Records from a data collection
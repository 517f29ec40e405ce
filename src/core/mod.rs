//! Core business logic abstractions

pub mod config;
pub mod conversion;
pub mod currency;
pub mod log;
pub mod session;

// Re-export main types for cleaner imports
pub use conversion::{Conversion, ConversionRequest, PairConversionProvider, TransportError};
pub use currency::{CurrencyDirectoryProvider, CurrencyEntry};
pub use session::{ConversionPhase, SessionState};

WORK INSTRUCTIONS
Repeat each entry exactly.

WRITTEN SOLUTION
repository 517f29ec40e405ce
filename src/core/mod.rs
//! Core business logic abstractions

pub mod config;
pub mod conversion;
pub mod currency;
pub mod log;
pub mod session;

// Re-export main types for cleaner imports
pub use conversion::{Conversion, ConversionRequest, PairConversionProvider, TransportError};
pub use currency::{CurrencyDirectoryProvider, CurrencyEntry};
pub use session::{ConversionPhase, SessionState};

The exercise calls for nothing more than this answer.